In response, BP said it had no comment on the lawsuit. But BP spokesmen in the past have said the company is working to reduce the number of emissions events at the Texas City refinery.

Transportation — Quick Takes

ConocoPhillips VLCC leaves Orkneys for Chile

A very large crude carrier (VLCC), after spending 3 months as a floating storage unit, sailed from the Scapa Flow in Scotland’s Orkney Islands bound for Chile with a load of North Sea Ekofisk crude.

The Orkney Islands Council Department of Harbours said the Malaysian-registered Bunga Kasturi Dua, carrying 2 million bbl of crude oil, anchored in Scapa Flow on Feb. 14, chartered by ConocoPhillips.

The departure of the VLCC “leaves the Abqaiq and the Maersk Neptune still at anchor in Scapa Flow, storing between them just under 4 million bbl of Forties Crude,” the council said.

In May, the council said that a recent ship-to-ship transfer between the Leander and the Front Shanghai, which saw 2 million bbl of crude transferred, brought the total amount of oil transferred this year to just more than 10 million bbl.

Oil stored in Scapa Flow is part of 20 million bbl of North Sea oil currently stored in Europe on supertankers, creating a readily available source of supply that has helped keep a lid on North Sea crude benchmark prices (OGJ, Mar. 2, 2009).

Peru fertilizer plant would need gas line

A grassroots nitrogen fertilizer complex under consideration in Peru would require construction of about 100 miles of gas pipeline.

CF Industries, Deerfield, Ill., has let a lump-sum contract to Technip of Paris for front-end engineering design of the complex, proposed to be built near the coastal city of San Juan de Marcona.

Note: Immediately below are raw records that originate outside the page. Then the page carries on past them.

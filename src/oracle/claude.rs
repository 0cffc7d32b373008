//! Anthropic Claude oracle 适配器
//!
//! Messages API 走 reqwest 直连，响应体形态
//! `{"content": [{"type": "text", "text": "..."}]}` 的拆解只发生在这里

use async_trait::async_trait;
use serde_json::{json, Value};
use tracing::{debug, warn};

use super::{build_answer_prompt, normalize, AnswerOracle};
use crate::config::Config;
use crate::models::StructuredQuestion;

const ANTHROPIC_API_URL: &str = "https://api.anthropic.com/v1/messages";
const ANTHROPIC_VERSION: &str = "2023-06-01";

pub struct ClaudeOracle {
    client: reqwest::Client,
    api_key: String,
    model_name: String,
}

impl ClaudeOracle {
    pub fn new(config: &Config) -> Self {
        Self {
            client: reqwest::Client::new(),
            api_key: config.claude_api_key.clone(),
            model_name: config.claude_model_name.clone(),
        }
    }

    async fn call(&self, prompt: &str) -> anyhow::Result<String> {
        let body = json!({
            "model": self.model_name,
            "max_tokens": 100,
            "temperature": 0.0,
            "messages": [{"role": "user", "content": prompt}],
        });

        let response = self
            .client
            .post(ANTHROPIC_API_URL)
            .header("x-api-key", &self.api_key)
            .header("anthropic-version", ANTHROPIC_VERSION)
            .header("content-type", "application/json")
            .json(&body)
            .send()
            .await?
            .error_for_status()?;

        let value: Value = response.json().await?;
        extract_text(&value).ok_or_else(|| anyhow::anyhow!("Claude 响应缺少文本内容"))
    }
}

/// 拼接 content 数组里所有 text 块
fn extract_text(value: &Value) -> Option<String> {
    let blocks = value.get("content")?.as_array()?;
    let text = blocks
        .iter()
        .filter_map(|b| b.get("text").and_then(|t| t.as_str()))
        .collect::<Vec<_>>()
        .join(" ");
    if text.trim().is_empty() {
        None
    } else {
        Some(text.trim().to_string())
    }
}

#[async_trait]
impl AnswerOracle for ClaudeOracle {
    fn name(&self) -> &str {
        "claude"
    }

    async fn answer(&self, question: &StructuredQuestion) -> Option<u32> {
        let prompt = build_answer_prompt(question);
        debug!("🟡 向 Claude 提问，模型: {}", self.model_name);

        match self.call(&prompt).await {
            Ok(raw) => {
                debug!("📨 Claude 响应: {}", raw);
                let index = normalize::extract_index(&raw);
                if index.is_none() {
                    warn!("❓ Claude 响应无法归一化为序号: {}", raw);
                }
                index
            }
            Err(e) => {
                warn!("🔥 Claude 调用失败: {}", e);
                None
            }
        }
    }
}

#[cfg(test)]
mod tests {
    use super::*;

    #[test]
    fn test_extract_text_from_content_blocks() {
        let value = json!({
            "content": [
                {"type": "text", "text": "Answer:"},
                {"type": "text", "text": "3"}
            ]
        });
        assert_eq!(extract_text(&value).unwrap(), "Answer: 3");
    }

    #[test]
    fn test_extract_text_rejects_empty_content() {
        assert!(extract_text(&json!({"content": []})).is_none());
        assert!(extract_text(&json!({"error": "overloaded"})).is_none());
    }
}
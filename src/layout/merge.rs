//! AI 结构与几何兜底结构的合并
//!
//! 合并偏好：文本用 AI 的措辞（通常更干净可读），
//! 锚点 tag 用几何来源（对坐标更可靠）。

use crate::models::{Answer, StructuredQuestion};
use std::collections::BTreeMap;

/// 合并 AI 结构和几何兜底结构
///
/// 规则：
/// - 题干优先取 AI 版本，AI 为空时退回兜底版本
/// - 对每个 AI 位置键：若 AI 选项无 tag 且兜底存在同键，
///   采用兜底的 tag（文本仍取 AI 的；AI 文本为空则取兜底文本）；
///   否则保持 AI 选项原样（带 tag 的 AI 选项绝不被覆盖）
/// - 仅存在于兜底的位置键整体并入合并结果（并集合并）
///
/// 合并是纯函数：相同输入永远产生相同输出。
pub fn merge_ai_and_fallback(
    ai: &StructuredQuestion,
    fallback: &StructuredQuestion,
) -> StructuredQuestion {
    let question = if ai.question.trim().is_empty() {
        fallback.question.clone()
    } else {
        ai.question.clone()
    };

    let mut merged_answers: BTreeMap<u32, Answer> = BTreeMap::new();

    for (key, answer) in &ai.answers {
        if answer.tag.is_none() {
            if let Some(fb) = fallback.answers.get(key) {
                let text = if answer.text.trim().is_empty() {
                    fb.text.clone()
                } else {
                    answer.text.clone()
                };
                merged_answers.insert(*key, Answer::new(text, fb.tag));
                continue;
            }
        }
        merged_answers.insert(*key, answer.clone());
    }

    // 并集合并：AI 漏掉的位置键从兜底补齐，避免凭空丢选项
    for (key, fb) in &fallback.answers {
        merged_answers.entry(*key).or_insert_with(|| fb.clone());
    }

    StructuredQuestion {
        question,
        answers: merged_answers,
    }
}
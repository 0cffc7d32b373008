//! OCR 单词数据模型
//!
//! 一次屏幕截取产生一批 WordToken，生命周期只覆盖本轮流水线

use serde::{Deserialize, Serialize};
use std::collections::BTreeMap;

/// OCR 识别出的单个单词（带屏幕位置）
///
/// tag 按阅读顺序（先按行，再从左到右）从 1 开始分配，
/// 创建后不可变，本轮结构构建完成即丢弃
#[derive(Debug, Clone, PartialEq, Eq, Serialize, Deserialize)]
pub struct WordToken {
    /// 阅读顺序编号（从 1 开始，单次提取内唯一且单调）
    pub tag: u32,
    pub text: String,
    /// 相对截取区域的像素坐标
    pub left: i32,
    pub top: i32,
    pub width: i32,
    pub height: i32,
    /// OCR 给出的视觉行号，同一行的单词共享同一个 line_num
    pub line_num: i32,
}

impl WordToken {
    /// 计算单词外接框的中心点（区域相对坐标）
    pub fn center(&self) -> (i32, i32) {
        (self.left + self.width / 2, self.top + self.height / 2)
    }
}

/// tag → WordToken 的有序映射
///
/// tag 本身按阅读顺序分配，因此 BTreeMap 的迭代顺序就是阅读顺序。
/// 生命周期与一次截屏周期一致。
pub type OcrMapping = BTreeMap<u32, WordToken>;
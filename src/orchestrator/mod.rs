//! 编排层：会话生命周期管理

pub mod session_runner;

pub use session_runner::App;
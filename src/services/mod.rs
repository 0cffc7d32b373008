//! 服务层：点击分发、问答缓存

pub mod dispatcher;
pub mod qa_store;

pub use dispatcher::{resolve_click_point, ActionDispatcher};
pub use qa_store::QaStore;
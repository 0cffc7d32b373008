pub mod question;
pub mod word;

pub use question::{Answer, StructuredQuestion};
pub use word::{OcrMapping, WordToken};
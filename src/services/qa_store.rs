//! 问答缓存
//!
//! 同一题干重复出现时跳过投票直接复用答案。
//! SQLite 单表，题干为主键，count 记录命中次数。

use rusqlite::{params, Connection, OptionalExtension};
use tracing::{debug, info};

use crate::error::{AppError, AppResult, StoreError};

pub struct QaStore {
    conn: Connection,
}

impl QaStore {
    /// 打开（必要时创建）缓存数据库
    pub fn open(path: &str) -> AppResult<Self> {
        let conn = Connection::open(path).map_err(|e| {
            AppError::Store(StoreError::OpenFailed {
                path: path.to_string(),
                source: Box::new(e),
            })
        })?;

        conn.execute(
            "CREATE TABLE IF NOT EXISTS qa_pairs (
                question TEXT PRIMARY KEY,
                answer   INTEGER NOT NULL,
                count    INTEGER NOT NULL DEFAULT 1
            )",
            [],
        )?;

        let store = Self { conn };
        info!("💾 问答缓存已就绪: {}（已收录 {} 题）", path, store.len()?);
        Ok(store)
    }

    /// 查询题干对应的缓存答案，返回 (answer, count)
    pub fn lookup(&self, question: &str) -> AppResult<Option<(u32, u32)>> {
        let row = self
            .conn
            .query_row(
                "SELECT answer, count FROM qa_pairs WHERE question = ?1",
                params![question],
                |row| Ok((row.get::<_, u32>(0)?, row.get::<_, u32>(1)?)),
            )
            .optional()?;

        if let Some((answer, count)) = row {
            debug!("💾 缓存命中: 答案 {}（已出现 {} 次）", answer, count);
        }
        Ok(row)
    }

    /// 写入或更新一条问答对
    ///
    /// 已存在时覆盖答案并把 count 加一。同一题反复出现但
    /// 答案不同说明早先判错了，以最新为准。
    pub fn upsert(&self, question: &str, answer: u32) -> AppResult<()> {
        self.conn.execute(
            "INSERT INTO qa_pairs (question, answer, count) VALUES (?1, ?2, 1)
             ON CONFLICT(question) DO UPDATE SET
                 answer = excluded.answer,
                 count = count + 1",
            params![question, answer],
        )?;
        Ok(())
    }

    /// 缓存中的题目总数
    pub fn len(&self) -> AppResult<u32> {
        let n = self
            .conn
            .query_row("SELECT COUNT(*) FROM qa_pairs", [], |row| row.get(0))?;
        Ok(n)
    }

    pub fn is_empty(&self) -> AppResult<bool> {
        Ok(self.len()? == 0)
    }
}
//! 几何兜底结构
//!
//! 不依赖任何 AI，仅凭行版面推断题干和选项的边界，
//! 保证 AI 调用完全失败时仍有一个带锚点的结构可用。
//!
//! 版面先验：典型答题界面题干占上方若干行，每个选项独占底部一行。
//! 这个先验很强但并非总成立。

use crate::models::{Answer, OcrMapping, StructuredQuestion};
use std::collections::BTreeMap;

/// 从 OCR 映射构建几何兜底结构
///
/// 算法：
/// 1. 按 line_num 分组，组内按 tag 排序，空格拼接为行文本，
///    记录首个 tag 作为该行的锚点
/// 2. 行数 <= expected_answers 时是退化情形：全部文本作为题干、
///    选项为空 —— 版面信息不足以分离题干和选项，这是已知局限而非错误
/// 3. 否则最后 expected_answers 行依次成为选项 "1".."N"，
///    其余行拼接为题干
pub fn fallback_structure(mapping: &OcrMapping, expected_answers: usize) -> StructuredQuestion {
    // BTreeMap 保证行按 line_num 升序
    let mut lines: BTreeMap<i32, Vec<(u32, &str)>> = BTreeMap::new();
    for (tag, word) in mapping {
        lines
            .entry(word.line_num)
            .or_default()
            .push((*tag, word.text.as_str()));
    }

    let mut line_texts: Vec<String> = Vec::with_capacity(lines.len());
    let mut line_tags: Vec<u32> = Vec::with_capacity(lines.len());

    for (_, mut words) in lines {
        words.sort_by_key(|(tag, _)| *tag);
        let first_tag = words[0].0;
        let text = words
            .iter()
            .map(|(_, t)| *t)
            .collect::<Vec<_>>()
            .join(" ");
        line_texts.push(text);
        line_tags.push(first_tag);
    }

    let total_lines = line_texts.len();

    if total_lines <= expected_answers {
        return StructuredQuestion {
            question: line_texts.join(" "),
            answers: BTreeMap::new(),
        };
    }

    let split = total_lines - expected_answers;
    let question = line_texts[..split].join(" ");

    let mut answers = BTreeMap::new();
    for i in 0..expected_answers {
        answers.insert(
            (i + 1) as u32,
            Answer::new(line_texts[split + i].clone(), Some(line_tags[split + i])),
        );
    }

    StructuredQuestion { question, answers }
}

#[cfg(test)]
mod tests {
    use super::*;
    use crate::models::WordToken;

    fn word(tag: u32, text: &str, line: i32, left: i32) -> WordToken {
        WordToken {
            tag,
            text: text.to_string(),
            left,
            top: line * 30,
            width: 40,
            height: 20,
            line_num: line,
        }
    }

    fn mapping_of(words: Vec<WordToken>) -> OcrMapping {
        words.into_iter().map(|w| (w.tag, w)).collect()
    }

    #[test]
    fn test_degenerate_case_too_few_lines() {
        // 行数 <= 期望选项数：全部文本作为题干，无选项
        let mapping = mapping_of(vec![
            word(1, "只有", 1, 0),
            word(2, "两行", 1, 50),
            word(3, "文本", 2, 0),
        ]);
        let s = fallback_structure(&mapping, 4);
        assert_eq!(s.question, "只有 两行 文本");
        assert!(s.answers.is_empty());
    }

    #[test]
    fn test_normal_case_six_lines_four_answers() {
        let mapping = mapping_of(vec![
            word(1, "题干", 1, 0),
            word(2, "第一行", 1, 50),
            word(3, "题干第二行", 2, 0),
            word(4, "选项A", 3, 0),
            word(5, "选项B", 4, 0),
            word(6, "选项C", 5, 0),
            word(7, "选项D", 6, 0),
        ]);
        let s = fallback_structure(&mapping, 4);

        assert_eq!(s.question, "题干 第一行 题干第二行");
        assert_eq!(s.answers.len(), 4);
        assert_eq!(s.answers[&1].text, "选项A");
        assert_eq!(s.answers[&1].tag, Some(4));
        assert_eq!(s.answers[&2].tag, Some(5));
        assert_eq!(s.answers[&3].tag, Some(6));
        assert_eq!(s.answers[&4].text, "选项D");
        assert_eq!(s.answers[&4].tag, Some(7));
    }

    #[test]
    fn test_anchor_is_first_tag_of_line() {
        // 一行多个单词时锚点取 tag 最小的那个
        let mapping = mapping_of(vec![
            word(1, "q", 1, 0),
            word(2, "选项", 2, 0),
            word(3, "甲", 2, 60),
        ]);
        let s = fallback_structure(&mapping, 1);
        assert_eq!(s.answers[&1].text, "选项 甲");
        assert_eq!(s.answers[&1].tag, Some(2));
    }

    #[test]
    fn test_empty_mapping() {
        let s = fallback_structure(&OcrMapping::new(), 4);
        assert!(s.question.is_empty());
        assert!(s.answers.is_empty());
    }
}
//! 版面重建核心
//!
//! 两路输入汇聚于此：
//! - AI 结构：LLM 读带编号文本后给出的 {question, answers}，tag 可能缺失
//! - 几何兜底结构：纯行版面推断，永远带锚点
//!
//! `reconcile` 合并两者，必要时再做一轮文本相似度锚点修复

pub mod ai_layout;
pub mod fallback;
pub mod merge;
pub mod reassign;

pub use ai_layout::{parse_ai_structure, LayoutService};
pub use fallback::fallback_structure;
pub use merge::merge_ai_and_fallback;
pub use reassign::{assign_tags_from_ocr, similarity};

use crate::models::{OcrMapping, StructuredQuestion};
use tracing::debug;

/// 把 AI 结构与兜底结构合并为一个带锚点的题目结构
///
/// - `ai` 为 None（调用失败/响应不可解析）时直接采用兜底结构
/// - 合并后仍有选项缺 tag 时触发一轮文本相似度修复
///
/// 纯函数语义：相同输入重复调用产生逐字节相同的输出
pub fn reconcile(
    ai: Option<&StructuredQuestion>,
    fallback: &StructuredQuestion,
    mapping: &OcrMapping,
) -> StructuredQuestion {
    let mut merged = match ai {
        Some(ai) => merge_ai_and_fallback(ai, fallback),
        None => fallback.clone(),
    };

    if merged.has_untagged_answers() {
        debug!("合并后仍有选项缺少锚点，尝试文本相似度修复");
        assign_tags_from_ocr(&mut merged, mapping);
    }

    merged
}

#[cfg(test)]
mod tests {
    use super::*;
    use crate::models::{Answer, WordToken};

    fn word(tag: u32, text: &str, line: i32) -> WordToken {
        WordToken {
            tag,
            text: text.to_string(),
            left: 0,
            top: line * 30,
            width: 40,
            height: 20,
            line_num: line,
        }
    }

    fn mapping_of(words: Vec<WordToken>) -> OcrMapping {
        words.into_iter().map(|w| (w.tag, w)).collect()
    }

    #[test]
    fn test_reconcile_without_ai_uses_fallback() {
        let mapping = mapping_of(vec![word(1, "q", 1), word(2, "a", 2), word(3, "b", 3)]);
        let fb = fallback_structure(&mapping, 2);

        let merged = reconcile(None, &fb, &mapping);
        assert_eq!(merged, fb);
    }

    #[test]
    fn test_reconcile_repairs_missing_tags_via_similarity() {
        let mapping = mapping_of(vec![word(1, "question", 1), word(2, "Paris", 2)]);
        let mut ai = StructuredQuestion::new("q");
        // 兜底没有键 2，合并后仍无 tag，靠相似度修复
        ai.answers.insert(2, Answer::new("Paris", None));
        let fb = StructuredQuestion::new("fb");

        let merged = reconcile(Some(&ai), &fb, &mapping);
        assert_eq!(merged.answers[&2].tag, Some(2));
    }

    #[test]
    fn test_reconcile_is_idempotent() {
        let mapping = mapping_of(vec![
            word(1, "question", 1),
            word(2, "Paris", 2),
            word(3, "London", 3),
        ]);
        let fb = fallback_structure(&mapping, 2);
        let mut ai = StructuredQuestion::new("Which city?");
        ai.answers.insert(1, Answer::new("Paris", None));
        ai.answers.insert(2, Answer::new("London", None));

        let once = reconcile(Some(&ai), &fb, &mapping);
        let twice = reconcile(Some(&ai), &fb, &mapping);
        assert_eq!(
            serde_json::to_string(&once).unwrap(),
            serde_json::to_string(&twice).unwrap()
        );
    }
}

The complex, Peru’s first major nitrogen fertilizer facility, would use natural gas from Camisea area fields about 300 miles northeast.

The contract covers a 2,600-ton/day ammonia unit, a 3,850-ton/day urea synthesis plant, a 3,850-ton/day urea granulation unit, and utility and offsite facilities.

Work is to be complete by yearend, after which a decision will be made whether to proceed.

The plant would require a link to a pipeline that carries Camisea gas to fractionation facilities in Pisco, south of the site of a liquefaction plant under construction by the Peru LNG consortium (OGJ Online, Jan. 30, 2009).